Trump’s convention speech was, even if tame by his usual standards, that belongs coming out of the mouth of an unthinking person, clueless, fact-free, devoid of ideas, without plans. But it was also the speech of a person who understands his voters: White men, mostly old and not academically educated, who feel like they’ve been left behind and hate immigrants.

The Miriam-Webster dictionary published the most commonly-searched word people look up on its website following important events. After Trump’s speech, the word was “dystopia.”

The Republican National Convention. A feeling of darkness and despair. (Photo: Reuters)
The Republican National Convention. A feeling of darkness and despair. (Photo: Reuters)


A utopia is a place which doesn’t exist, since its perfection is impossible to reach. A dystopia is a bad place, and that place’s other name, according to Trump, is America. An entire convention, and a 75-minute speech (longer than Governor Mitt Romney and President Barack Obama’s combined speeches in their respective conventions in 2012) that were venomous, hateful, sour affairs speaking of “our America,” which is no more.
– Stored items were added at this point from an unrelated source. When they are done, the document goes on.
//! Incremental sentinel-marker parser for streamed chat responses
//!
//! The backend returns one `text/plain` body per exchange: answer text,
//! then an optional token-usage frame introduced by `<<USED_TOKEN_START>>`,
//! then a reference frame introduced by `<<REFERENCES_START>>` whose payload
//! runs to end of stream. Marker detection happens on the accumulated
//! buffer, so the outcome never depends on where the transport cut the
//! chunks: a marker split across two chunks is found once both halves
//! arrive.

use super::references::{decode_references, Reference};
use tracing::{debug, warn};

/// Marker that ends the answer text and starts the token-usage frame
pub const TOKEN_USAGE_MARKER: &str = "<<USED_TOKEN_START>>";

/// Marker that starts the reference frame
pub const REFERENCES_MARKER: &str = "<<REFERENCES_START>>";

/// Parser output, in emission order, consumed by the session layer
#[derive(Debug, Clone, PartialEq)]
pub enum StreamEvent {
    /// First answer content arrived; the UI clears its loading indicator
    /// and adds one empty assistant turn
    AnswerStarted,
    /// Raw answer text to append to the visible answer
    AnswerDelta(String),
    /// Authoritative answer text, trimmed once at the marker boundary;
    /// replaces everything appended so far
    AnswerComplete(String),
    /// Total token count reported by the backend
    TokenUsage(u64),
    /// Grounding references for the answer
    References(Vec<Reference>),
    /// The stream finished; loading must be clear after this
    Completed,
}

/// Everything a finished stream produced
#[derive(Debug, Clone, Default, PartialEq)]
pub struct ChatOutcome {
    /// Final answer text
    pub answer: String,
    /// Token count, when the stream carried a token frame
    pub token_usage: Option<u64>,
    /// References, empty when absent or malformed
    pub references: Vec<Reference>,
}

#[derive(Debug, Clone, Copy, PartialEq, Eq)]
enum Phase {
    Answer,
    TokenUsage,
    References,
}

/// Splits a streamed chat response into answer, token usage, and references
///
/// One parser handles one response stream: feed every decoded chunk to
/// [`process_chunk`](Self::process_chunk), then call
/// [`finish`](Self::finish) exactly once when the transport reports end of
/// stream.
#[derive(Debug)]
pub struct StreamFrameParser {
    buffer: String,
    phase: Phase,
    started: bool,
    finished: bool,
    answer: String,
    token_usage: Option<u64>,
    references: Vec<Reference>,
}

impl Default for StreamFrameParser {
    fn default() -> Self {
        Self::new()
    }
}

impl StreamFrameParser {
    /// Create a parser for a fresh response stream
    pub fn new() -> Self {
        Self {
            buffer: String::new(),
            phase: Phase::Answer,
            started: false,
            finished: false,
            answer: String::new(),
            token_usage: None,
            references: Vec::new(),
        }
    }

    /// Consume the next decoded chunk and return the events it produced
    pub fn process_chunk(&mut self, chunk: &str) -> Vec<StreamEvent> {
        let mut events = Vec::new();
        if chunk.is_empty() || self.finished {
            return events;
        }
        self.buffer.push_str(chunk);

        match self.phase {
            Phase::Answer => {
                if self.buffer.contains(TOKEN_USAGE_MARKER) {
                    self.split_off_answer(TOKEN_USAGE_MARKER, &mut events);
                    self.phase = Phase::TokenUsage;
                    // The same chunk may already close the token frame.
                    self.scan_token_frame(&mut events);
                } else if self.buffer.contains(REFERENCES_MARKER) {
                    // Production streams omit the token frame; the answer
                    // still ends at the first marker to arrive.
                    self.split_off_answer(REFERENCES_MARKER, &mut events);
                    self.phase = Phase::References;
                } else {
                    if !self.started {
                        self.started = true;
                        events.push(StreamEvent::AnswerStarted);
                    }
                    self.answer.push_str(chunk);
                    events.push(StreamEvent::AnswerDelta(chunk.to_string()));
                }
            }
            Phase::TokenUsage => self.scan_token_frame(&mut events),
            // The reference payload is one JSON document running to end of
            // stream; it is only parsed in finish().
            Phase::References => {}
        }
        events
    }

    /// Signal end of stream and return the closing events
    pub fn finish(&mut self) -> Vec<StreamEvent> {
        let mut events = Vec::new();
        if self.finished {
            return events;
        }
        self.finished = true;
        let rest = std::mem::take(&mut self.buffer);
        match self.phase {
            // No marker ever arrived: the deltas already carry the whole
            // answer, verbatim.
            Phase::Answer => {}
            Phase::TokenUsage => self.parse_token_frame(&rest, &mut events),
            Phase::References => self.parse_reference_frame(&rest, &mut events),
        }
        events.push(StreamEvent::Completed);
        events
    }

    /// What the stream produced so far
    pub fn outcome(&self) -> ChatOutcome {
        ChatOutcome {
            answer: self.answer.clone(),
            token_usage: self.token_usage,
            references: self.references.clone(),
        }
    }

    /// Finalize the answer from the buffer prefix before `marker` and drop
    /// both from the buffer
    fn split_off_answer(&mut self, marker: &str, events: &mut Vec<StreamEvent>) {
        let pos = match self.buffer.find(marker) {
            Some(pos) => pos,
            None => return,
        };
        let before = self.buffer[..pos].to_string();
        self.buffer.drain(..pos + marker.len());
        let cleaned = before.trim();
        if cleaned.is_empty() {
            return;
        }
        if !self.started {
            self.started = true;
            events.push(StreamEvent::AnswerStarted);
        }
        self.answer = cleaned.to_string();
        events.push(StreamEvent::AnswerComplete(cleaned.to_string()));
    }

    fn scan_token_frame(&mut self, events: &mut Vec<StreamEvent>) {
        if let Some(pos) = self.buffer.find(REFERENCES_MARKER) {
            let frame = self.buffer[..pos].to_string();
            self.buffer.drain(..pos + REFERENCES_MARKER.len());
            self.parse_token_frame(&frame, events);
            self.phase = Phase::References;
        }
    }

    fn parse_token_frame(&mut self, frame: &str, events: &mut Vec<StreamEvent>) {
        let frame = frame.trim();
        match frame.parse::<u64>() {
            Ok(count) => {
                self.token_usage = Some(count);
                events.push(StreamEvent::TokenUsage(count));
            }
            Err(_) => {
                if !frame.is_empty() {
                    debug!("ignoring unparsable token frame: {:?}", frame);
                }
            }
        }
    }

    fn parse_reference_frame(&mut self, frame: &str, events: &mut Vec<StreamEvent>) {
        match decode_references(frame.trim()) {
            Ok(references) => {
                self.references = references.clone();
                events.push(StreamEvent::References(references));
            }
            // Malformed payloads degrade to an empty list; the answer
            // already reached the user.
            Err(e) => warn!("discarding malformed reference frame: {}", e),
        }
    }
}

#[cfg(test)]
mod tests {
    use super::*;

    const CANONICAL: &str =
        "hello<<USED_TOKEN_START>>42<<REFERENCES_START>>[[\"a.pdf(p.1)\",\"a\"]]";

    fn run(chunks: &[&str]) -> (Vec<StreamEvent>, ChatOutcome) {
        let mut parser = StreamFrameParser::new();
        let mut events = Vec::new();
        for chunk in chunks {
            events.extend(parser.process_chunk(chunk));
        }
        events.extend(parser.finish());
        (events, parser.outcome())
    }

    fn canonical_outcome() -> ChatOutcome {
        ChatOutcome {
            answer: "hello".to_string(),
            token_usage: Some(42),
            references: vec![Reference::new("a.pdf(p.1)", "a")],
        }
    }

    #[test]
    fn test_full_stream_in_one_chunk() {
        let (events, outcome) = run(&[CANONICAL]);
        assert_eq!(outcome, canonical_outcome());
        assert_eq!(
            events,
            vec![
                StreamEvent::AnswerStarted,
                StreamEvent::AnswerComplete("hello".to_string()),
                StreamEvent::TokenUsage(42),
                StreamEvent::References(vec![Reference::new("a.pdf(p.1)", "a")]),
                StreamEvent::Completed,
            ]
        );
    }

    #[test]
    fn test_outcome_independent_of_two_way_splits() {
        for split in 0..=CANONICAL.len() {
            let (_, outcome) = run(&[&CANONICAL[..split], &CANONICAL[split..]]);
            assert_eq!(outcome, canonical_outcome(), "split at {}", split);
        }
    }

    #[test]
    fn test_outcome_independent_of_char_at_a_time_delivery() {
        let chunks: Vec<String> = CANONICAL.chars().map(|c| c.to_string()).collect();
        let refs: Vec<&str> = chunks.iter().map(|s| s.as_str()).collect();
        let (_, outcome) = run(&refs);
        assert_eq!(outcome, canonical_outcome());
    }

    #[test]
    fn test_partial_marker_across_chunks() {
        let (events, outcome) = run(&[
            "partial te",
            "xt<<USED_TOK",
            "EN_START>>15",
            "<<REFERENCES_START>>[]",
        ]);
        assert_eq!(outcome.answer, "partial text");
        assert_eq!(outcome.token_usage, Some(15));
        assert_eq!(outcome.references, vec![]);
        // The fragment was visible as a delta until the marker closed.
        assert!(events.contains(&StreamEvent::AnswerDelta("xt<<USED_TOK".to_string())));
        assert!(events.contains(&StreamEvent::AnswerComplete("partial text".to_string())));
        assert!(events.contains(&StreamEvent::References(vec![])));
    }

    #[test]
    fn test_no_marker_stream_is_verbatim() {
        let (events, outcome) = run(&["  hello ", "\nworld\n"]);
        assert_eq!(outcome.answer, "  hello \nworld\n");
        assert_eq!(outcome.token_usage, None);
        assert_eq!(outcome.references, vec![]);
        assert_eq!(
            events.iter().filter(|e| **e == StreamEvent::AnswerStarted).count(),
            1
        );
        assert_eq!(events.last(), Some(&StreamEvent::Completed));
    }

    #[test]
    fn test_reference_frame_without_token_frame() {
        // The production wire shape: the token frame is filtered out
        // upstream and references follow the answer directly.
        let (events, outcome) = run(&[
            "the answer",
            "\n<<REFERENCES_START>>\n[[\"doc.pdf(p.3)\",\"url\"]]\n",
        ]);
        assert_eq!(outcome.answer, "the answer");
        assert_eq!(outcome.token_usage, None);
        assert_eq!(outcome.references, vec![Reference::new("doc.pdf(p.3)", "url")]);
        assert!(events.contains(&StreamEvent::AnswerComplete("the answer".to_string())));
    }

    #[test]
    fn test_reference_payload_split_across_chunks() {
        let (_, outcome) = run(&[
            "a<<USED_TOKEN_START>>7<<REFERENCES_START>>[[\"x.pdf(p.1)\",",
            "\"x\"],[\"y.pdf(p.2)\",\"y\"]]",
        ]);
        assert_eq!(outcome.token_usage, Some(7));
        assert_eq!(
            outcome.references,
            vec![Reference::new("x.pdf(p.1)", "x"), Reference::new("y.pdf(p.2)", "y")]
        );
    }

    #[test]
    fn test_malformed_reference_payload_degrades_to_empty() {
        let (events, outcome) =
            run(&["fine<<USED_TOKEN_START>>3<<REFERENCES_START>>{broken"]);
        assert_eq!(outcome.answer, "fine");
        assert_eq!(outcome.token_usage, Some(3));
        assert_eq!(outcome.references, vec![]);
        // Still completes cleanly.
        assert_eq!(events.last(), Some(&StreamEvent::Completed));
    }

    #[test]
    fn test_token_frame_closed_by_end_of_stream() {
        let (_, outcome) = run(&["ans<<USED_TOKEN_START>>", "15"]);
        assert_eq!(outcome.answer, "ans");
        assert_eq!(outcome.token_usage, Some(15));
        assert_eq!(outcome.references, vec![]);
    }

    #[test]
    fn test_unparsable_token_frame_is_absent() {
        let (_, outcome) = run(&["ans<<USED_TOKEN_START>>n/a<<REFERENCES_START>>[]"]);
        assert_eq!(outcome.token_usage, None);
        assert_eq!(outcome.references, vec![]);
    }

    #[test]
    fn test_answer_finalization_replaces_deltas_once() {
        let mut parser = StreamFrameParser::new();
        let first = parser.process_chunk("he");
        assert_eq!(
            first,
            vec![
                StreamEvent::AnswerStarted,
                StreamEvent::AnswerDelta("he".to_string())
            ]
        );
        let second = parser.process_chunk("llo \n<<USED_TOKEN_START>>9");
        assert_eq!(second, vec![StreamEvent::AnswerComplete("hello".to_string())]);
        // Later chunks never touch the answer again.
        let third = parser.process_chunk(" trailing");
        assert_eq!(third, vec![]);
        parser.finish();
        assert_eq!(parser.outcome().answer, "hello");
    }

    #[test]
    fn test_markers_only_stream_has_empty_answer() {
        let (events, outcome) = run(&["<<USED_TOKEN_START>>5<<REFERENCES_START>>[]"]);
        assert_eq!(outcome.answer, "");
        assert_eq!(outcome.token_usage, Some(5));
        assert!(!events.contains(&StreamEvent::AnswerStarted));
        assert!(!events
            .iter()
            .any(|e| matches!(e, StreamEvent::AnswerComplete(_))));
    }

    #[test]
    fn test_empty_stream_completes() {
        let (events, outcome) = run(&[]);
        assert_eq!(events, vec![StreamEvent::Completed]);
        assert_eq!(outcome, ChatOutcome::default());
    }

    #[test]
    fn test_finish_is_idempotent() {
        let mut parser = StreamFrameParser::new();
        parser.process_chunk("hi");
        assert_eq!(parser.finish().last(), Some(&StreamEvent::Completed));
        assert_eq!(parser.finish(), vec![]);
    }
}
Trump’s slogan, Make America Great Again, is really a code for making America white again. That’s why 67 percent of Americans see him as unfit to be president, and that’s why he’ll have a hard time getting a majority in many states – although at this stage of the campaign, his chances cannot be dismissed. That’s also why, in an unprecedented move, the Washington Post recently published an editorial titled, “Donald Trump is a unique threat to American democracy.”